======== DATASET RECORDS ========

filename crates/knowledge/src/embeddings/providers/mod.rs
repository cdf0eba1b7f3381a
//! Embedding provider implementations.

pub mod mock;
pub mod ollama;

pub use mock::MockProvider;
pub use ollama::OllamaProvider;
//! Offline trigram embedding provider.

use crate::embeddings::provider::EmbeddingProvider;
use agri_core::AppResult;
use std::collections::HashMap;

const STOP_WORDS: &[&str] = &[
    "the", "is", "at", "which", "on", "a", "an", "as", "are", "was", "were", "for", "to", "of",
    "in", "and", "or", "but", "with", "by", "from", "this", "that", "be", "have", "has", "had",
    "it", "its", "what", "how", "when", "should", "can", "per",
];

/// Deterministic offline provider.
///
/// Hashes character trigrams and whole words of the stopword-filtered text
/// into a fixed-size unit vector. Texts sharing vocabulary land close
/// together, which is enough to exercise ingestion and retrieval without a
/// model server.
#[derive(Debug)]
pub struct MockProvider {
    dimensions: usize,
}

fn hash_bytes(bytes: &[u8], multiplier: u64) -> u64 {
    bytes
        .iter()
        .fold(0u64, |acc, b| acc.wrapping_mul(multiplier).wrapping_add(*b as u64))
}

impl MockProvider {
    pub fn new(dimensions: usize) -> Self {
        Self {
            dimensions: dimensions.max(1),
        }
    }

    fn embed_text(&self, text: &str) -> Vec<f32> {
        let mut embedding = vec![0.0; self.dimensions];
        let lower = text.to_lowercase();

        let mut word_freq: HashMap<&str, u32> = HashMap::new();
        for word in lower
            .split(|c: char| !c.is_alphanumeric())
            .filter(|w| w.chars().count() > 2 && !STOP_WORDS.contains(w))
        {
            *word_freq.entry(word).or_insert(0) += 1;
        }

        for (word, freq) in &word_freq {
            let chars: Vec<char> = word.chars().collect();
            for window in chars.windows(3) {
                let trigram: String = window.iter().collect();
                let idx = (hash_bytes(trigram.as_bytes(), 37) as usize) % self.dimensions;
                embedding[idx] += (*freq as f32).sqrt();
            }

            let idx = (hash_bytes(word.as_bytes(), 31) as usize) % self.dimensions;
            embedding[idx] += *freq as f32;
        }

        let norm: f32 = embedding.iter().map(|x| x * x).sum::<f32>().sqrt();
        if norm > 0.0 {
            for v in &mut embedding {
                *v /= norm;
            }
        }

        embedding
    }
}

#[async_trait::async_trait]
impl EmbeddingProvider for MockProvider {
    fn provider_name(&self) -> &str {
        "mock"
    }

    fn model_name(&self) -> &str {
        "trigram-v1"
    }

    fn dimensions(&self) -> usize {
        self.dimensions
    }

    async fn embed_batch(&self, texts: &[String]) -> AppResult<Vec<Vec<f32>>> {
        Ok(texts.iter().map(|text| self.embed_text(text)).collect())
    }
}

#[cfg(test)]
mod tests {
    use super::*;
    use crate::store::cosine_similarity;

    fn norm(v: &[f32]) -> f32 {
        v.iter().map(|x| x * x).sum::<f32>().sqrt()
    }

    #[tokio::test]
    async fn test_unit_vectors_of_requested_size() {
        let provider = MockProvider::new(128);
        let texts = vec![
            "sow wheat in november".to_string(),
            "paddy nursery management".to_string(),
            "गेहूं की बुवाई नवंबर में करें 🌾".to_string(),
        ];

        let embeddings = provider.embed_batch(&texts).await.unwrap();
        assert_eq!(embeddings.len(), 3);
        for embedding in &embeddings {
            assert_eq!(embedding.len(), 128);
            assert!((norm(embedding) - 1.0).abs() < 0.001);
        }
    }

    #[tokio::test]
    async fn test_deterministic() {
        let provider = MockProvider::new(64);
        let a = provider.embed("yellow rust on wheat leaves").await.unwrap();
        let b = provider.embed("yellow rust on wheat leaves").await.unwrap();
        assert_eq!(a, b);
    }

    #[tokio::test]
    async fn test_shared_vocabulary_is_closer() {
        let provider = MockProvider::new(256);
        let query = provider.embed("seed rate for wheat").await.unwrap();
        let related = provider.embed("wheat seed rate is 40 kg per acre").await.unwrap();
        let unrelated = provider.embed("cotton pink bollworm traps").await.unwrap();

        assert!(cosine_similarity(&query, &related) > cosine_similarity(&query, &unrelated));
    }

    #[tokio::test]
    async fn test_empty_text_is_zero_vector() {
        let provider = MockProvider::new(32);
        let embedding = provider.embed("").await.unwrap();
        assert!(embedding.iter().all(|&x| x == 0.0));
    }
}
//! Application configuration.
//!
//! Configuration is merged from, in increasing precedence:
//! - Built-in defaults
//! - The workspace config file (`.agri/config.yaml`)
//! - Environment variables
//! - Command-line flags (`with_overrides`)
//!
//! Collections, prompt overrides, and the audit log all live under the
//! workspace's `.agri/` directory.

use serde::{Deserialize, Serialize};
use std::collections::HashMap;
use std::path::{Path, PathBuf};

use crate::error::{AppError, AppResult};
use crate::pipeline_config::PipelineConfig;

/// Name of the per-workspace state directory.
pub const STATE_DIR: &str = ".agri";

/// Main application configuration.
#[derive(Debug, Clone, Serialize, Deserialize)]
pub struct AppConfig {
    /// Path to the workspace root (contains .agri/)
    pub workspace: PathBuf,

    /// Optional config file path
    pub config_file: Option<PathBuf>,

    /// Completion provider ("ollama" or "openai")
    pub provider: String,

    /// Completion model identifier
    pub model: String,

    /// API key for the completion provider
    pub api_key: Option<String>,

    /// Log level override
    pub log_level: Option<String>,

    /// Verbose mode (enables debug logging)
    pub verbose: bool,

    /// Disable colored output
    pub no_color: bool,

    /// Emit logs as JSON lines
    pub log_json: bool,

    /// LLM provider configurations
    pub llm: Option<LlmConfig>,

    /// Embedding service settings
    pub embedding: EmbeddingSettings,

    /// Retrieval and gating settings
    pub pipeline: PipelineConfig,
}

/// LLM configuration from config.yaml.
#[derive(Debug, Clone, Serialize, Deserialize)]
pub struct LlmConfig {
    #[serde(rename = "activeProvider")]
    pub active_provider: String,

    pub providers: HashMap<String, ProviderConfig>,
}

/// Provider-specific configuration.
#[derive(Debug, Clone, Serialize, Deserialize)]
#[serde(untagged)]
pub enum ProviderConfig {
    OpenAI {
        #[serde(rename = "apiKeyEnv")]
        api_key_env: String,
        model: String,
        endpoint: Option<String>,
    },
    Ollama {
        endpoint: String,
        model: String,
        timeout: Option<u64>,
    },
}

impl ProviderConfig {
    /// Custom endpoint for this provider, if configured.
    pub fn endpoint(&self) -> Option<&str> {
        match self {
            ProviderConfig::OpenAI { endpoint, .. } => endpoint.as_deref(),
            ProviderConfig::Ollama { endpoint, .. } => Some(endpoint.as_str()),
        }
    }
}

/// Embedding service settings.
#[derive(Debug, Clone, PartialEq, Serialize, Deserialize)]
#[serde(default)]
pub struct EmbeddingSettings {
    /// Provider name: "ollama" or "mock"
    pub provider: String,

    /// Embedding model identifier
    pub model: String,

    /// Expected vector dimensions
    pub dimensions: usize,

    /// Optional endpoint override
    pub endpoint: Option<String>,
}

impl Default for EmbeddingSettings {
    fn default() -> Self {
        Self {
            provider: "ollama".to_string(),
            model: "nomic-embed-text".to_string(),
            dimensions: 768,
            endpoint: None,
        }
    }
}

/// Full configuration file structure.
#[derive(Debug, Clone, Serialize, Deserialize)]
struct ConfigFile {
    llm: Option<LlmConfig>,
    embedding: Option<EmbeddingSettings>,
    pipeline: Option<PipelineConfig>,
    workspace: Option<WorkspaceConfig>,
    logging: Option<LoggingConfig>,
}

#[derive(Debug, Clone, Serialize, Deserialize)]
struct WorkspaceConfig {
    path: Option<String>,
}

#[derive(Debug, Clone, Serialize, Deserialize)]
struct LoggingConfig {
    level: Option<String>,
    color: Option<bool>,
    json: Option<bool>,
}

impl Default for AppConfig {
    fn default() -> Self {
        Self {
            workspace: std::env::current_dir().unwrap_or_else(|_| PathBuf::from(".")),
            config_file: None,
            provider: "ollama".to_string(),
            model: "llama3.2".to_string(),
            api_key: None,
            log_level: None,
            verbose: false,
            no_color: false,
            log_json: false,
            llm: None,
            embedding: EmbeddingSettings::default(),
            pipeline: PipelineConfig::default(),
        }
    }
}

impl AppConfig {
    /// Load configuration from environment variables, the workspace config
    /// file, and defaults.
    ///
    /// Environment variables:
    /// - `AGRI_WORKSPACE`: Override workspace path
    /// - `AGRI_CONFIG`: Path to config file
    /// - `AGRI_PROVIDER`: Completion provider
    /// - `AGRI_MODEL`: Completion model
    /// - `AGRI_API_KEY`: API key
    /// - `RUST_LOG`: Log level
    /// - `NO_COLOR`: Disable colored output
    pub fn load() -> AppResult<Self> {
        let mut config = Self::default();

        if let Ok(workspace) = std::env::var("AGRI_WORKSPACE") {
            config.workspace = PathBuf::from(workspace);
        }

        if let Ok(config_file) = std::env::var("AGRI_CONFIG") {
            config.config_file = Some(PathBuf::from(config_file));
        }

        if !config.workspace.exists() {
            return Err(AppError::Config(format!(
                "Workspace directory does not exist: {:?}",
                config.workspace
            )));
        }

        let config_path = config
            .config_file
            .clone()
            .unwrap_or_else(|| config.state_dir().join("config.yaml"));

        if config_path.exists() {
            config = config.merge_yaml(&config_path)?;
        }

        if let Ok(provider) = std::env::var("AGRI_PROVIDER") {
            config.provider = provider;
        }

        if let Ok(model) = std::env::var("AGRI_MODEL") {
            config.model = model;
        }

        if let Ok(key) = std::env::var("AGRI_API_KEY") {
            config.api_key = Some(key);
        }

        if let Ok(level) = std::env::var("RUST_LOG") {
            config.log_level = Some(level);
        }

        if std::env::var("NO_COLOR").is_ok() {
            config.no_color = true;
        }

        Ok(config)
    }

    /// Merge a YAML configuration file into a copy of this config.
    pub fn merge_yaml(&self, path: &Path) -> AppResult<Self> {
        let contents = std::fs::read_to_string(path).map_err(|e| {
            AppError::Config(format!("Failed to read config file {:?}: {}", path, e))
        })?;

        let config_file: ConfigFile = serde_yaml::from_str(&contents).map_err(|e| {
            AppError::Config(format!("Failed to parse config file {:?}: {}", path, e))
        })?;

        let mut result = self.clone();

        if let Some(ws) = config_file.workspace {
            if let Some(path) = ws.path {
                result.workspace = PathBuf::from(path);
            }
        }

        if let Some(logging) = config_file.logging {
            if let Some(level) = logging.level {
                result.log_level = Some(level);
            }
            if let Some(color) = logging.color {
                result.no_color = !color;
            }
            if let Some(json) = logging.json {
                result.log_json = json;
            }
        }

        if let Some(llm) = config_file.llm {
            result.provider = llm.active_provider.clone();

            if let Some(provider_config) = llm.providers.get(&llm.active_provider) {
                result.model = match provider_config {
                    ProviderConfig::OpenAI { model, .. } => model.clone(),
                    ProviderConfig::Ollama { model, .. } => model.clone(),
                };
            }

            result.llm = Some(llm);
        }

        if let Some(embedding) = config_file.embedding {
            result.embedding = embedding;
        }

        if let Some(pipeline) = config_file.pipeline {
            result.pipeline = pipeline;
        }

        tracing::debug!("Merged configuration from {:?}", path);
        Ok(result)
    }

    /// Apply CLI overrides to the configuration.
    ///
    /// CLI flags take precedence over environment variables and the file.
    #[allow(clippy::too_many_arguments)]
    pub fn with_overrides(
        mut self,
        workspace: Option<PathBuf>,
        config_file: Option<PathBuf>,
        provider: Option<String>,
        model: Option<String>,
        log_level: Option<String>,
        verbose: bool,
        no_color: bool,
    ) -> Self {
        if let Some(workspace) = workspace {
            self.workspace = workspace;
        }

        if let Some(config_file) = config_file {
            self.config_file = Some(config_file);
        }

        if let Some(provider) = provider {
            self.provider = provider;
        }

        if let Some(model) = model {
            self.model = model;
        }

        if let Some(log_level) = log_level {
            self.log_level = Some(log_level);
        }

        if verbose {
            self.verbose = true;
            if self.log_level.is_none() {
                self.log_level = Some("debug".to_string());
            }
        }

        if no_color {
            self.no_color = true;
        }

        self
    }

    /// Path to the .agri directory.
    pub fn state_dir(&self) -> PathBuf {
        self.workspace.join(STATE_DIR)
    }

    /// Directory holding the vector collections.
    pub fn collections_dir(&self) -> PathBuf {
        self.state_dir().join("collections")
    }

    /// Audit log path (configured or `.agri/audit.jsonl`).
    pub fn audit_path(&self) -> PathBuf {
        self.pipeline
            .audit_path
            .clone()
            .unwrap_or_else(|| self.state_dir().join("audit.jsonl"))
    }

    /// Ensure the .agri directory exists.
    pub fn ensure_state_dir(&self) -> AppResult<()> {
        let dir = self.state_dir();
        if !dir.exists() {
            std::fs::create_dir_all(&dir).map_err(|e| {
                AppError::Config(format!("Failed to create {} directory: {}", STATE_DIR, e))
            })?;
        }
        Ok(())
    }

    /// Get a provider's configuration.
    pub fn get_provider_config(&self, provider: &str) -> Option<&ProviderConfig> {
        self.llm.as_ref().and_then(|llm| llm.providers.get(provider))
    }

    /// Resolve the API key: explicit `AGRI_API_KEY` first, then the
    /// provider's configured environment variable.
    pub fn resolve_api_key(&self, provider: &str) -> Option<String> {
        if let Some(ref key) = self.api_key {
            return Some(key.clone());
        }

        match self.get_provider_config(provider) {
            Some(ProviderConfig::OpenAI { api_key_env, .. }) => std::env::var(api_key_env).ok(),
            _ => None,
        }
    }

    /// Validate configuration for the active provider.
    pub fn validate(&self) -> AppResult<()> {
        let known_providers = ["openai", "ollama"];

        if !known_providers.contains(&self.provider.as_str()) {
            return Err(AppError::Config(format!(
                "Unknown provider: {}. Supported: {}",
                self.provider,
                known_providers.join(", ")
            )));
        }

        let known_embedders = ["ollama", "mock"];
        if !known_embedders.contains(&self.embedding.provider.as_str()) {
            return Err(AppError::Config(format!(
                "Unknown embedding provider: {}. Supported: {}",
                self.embedding.provider,
                known_embedders.join(", ")
            )));
        }

        if let Some(ProviderConfig::OpenAI { api_key_env, .. }) =
            self.get_provider_config(&self.provider)
        {
            if self.api_key.is_none() && std::env::var(api_key_env).is_err() {
                return Err(AppError::Config(format!(
                    "API key not found in environment variable: {}",
                    api_key_env
                )));
            }
        }

        Ok(())
    }
}

#[cfg(test)]
mod tests {
    use super::*;
    use crate::pipeline_config::MemoryStrategy;
    use tempfile::TempDir;

    #[test]
    fn test_default_config() {
        let config = AppConfig::default();
        assert_eq!(config.provider, "ollama");
        assert_eq!(config.model, "llama3.2");
        assert_eq!(config.embedding.model, "nomic-embed-text");
        assert!(config.pipeline.golden.enabled);
        assert!(!config.verbose);
    }

    #[test]
    fn test_state_paths() {
        let config = AppConfig::default();
        assert!(config.state_dir().ends_with(".agri"));
        assert!(config.collections_dir().ends_with(".agri/collections"));
        assert!(config.audit_path().ends_with(".agri/audit.jsonl"));
    }

    #[test]
    fn test_with_overrides() {
        let config = AppConfig::default();
        let overridden = config.with_overrides(
            None,
            None,
            Some("openai".to_string()),
            Some("gpt-4o-mini".to_string()),
            None,
            true,
            false,
        );

        assert_eq!(overridden.provider, "openai");
        assert_eq!(overridden.model, "gpt-4o-mini");
        assert!(overridden.verbose);
        assert_eq!(overridden.log_level, Some("debug".to_string()));
    }

    #[test]
    fn test_merge_yaml_sections() {
        let temp = TempDir::new().unwrap();
        let path = temp.path().join("config.yaml");
        std::fs::write(
            &path,
            r#"
llm:
  activeProvider: ollama
  providers:
    ollama:
      endpoint: "http://gpu-box:11434"
      model: qwen2.5
embedding:
  provider: mock
  dimensions: 64
pipeline:
  strict_validation: true
  memory:
    strategy: buffer
logging:
  level: debug
  json: true
"#,
        )
        .unwrap();

        let merged = AppConfig::default().merge_yaml(&path).unwrap();

        assert_eq!(merged.model, "qwen2.5");
        assert_eq!(
            merged
                .get_provider_config("ollama")
                .and_then(|p| p.endpoint()),
            Some("http://gpu-box:11434")
        );
        assert_eq!(merged.embedding.provider, "mock");
        assert_eq!(merged.embedding.dimensions, 64);
        assert_eq!(merged.embedding.model, "nomic-embed-text");
        assert!(merged.pipeline.strict_validation);
        assert_eq!(merged.pipeline.memory.strategy, MemoryStrategy::Buffer);
        assert_eq!(merged.log_level, Some("debug".to_string()));
        assert!(merged.log_json);
    }

    #[test]
    fn test_merge_yaml_invalid_file() {
        let temp = TempDir::new().unwrap();
        let path = temp.path().join("config.yaml");
        std::fs::write(&path, "pipeline: [not, a, map]").unwrap();

        let result = AppConfig::default().merge_yaml(&path);
        assert!(matches!(result, Err(AppError::Config(_))));
    }

    #[test]
    fn test_validate_unknown_provider() {
        let config = AppConfig {
            provider: "unknown".to_string(),
            ..Default::default()
        };
        assert!(config.validate().is_err());
    }

    #[test]
    fn test_validate_ollama() {
        let config = AppConfig::default();
        assert!(config.validate().is_ok());
    }
}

========

**ASSIGNED TASK**
If the word "true" appears in a line above, copy that line.

**ANSWER TO THE PROBLEM**
            config.no_color = true;
            self.verbose = true;
            self.no_color = true;
            true,
  strict_validation: true
  json: true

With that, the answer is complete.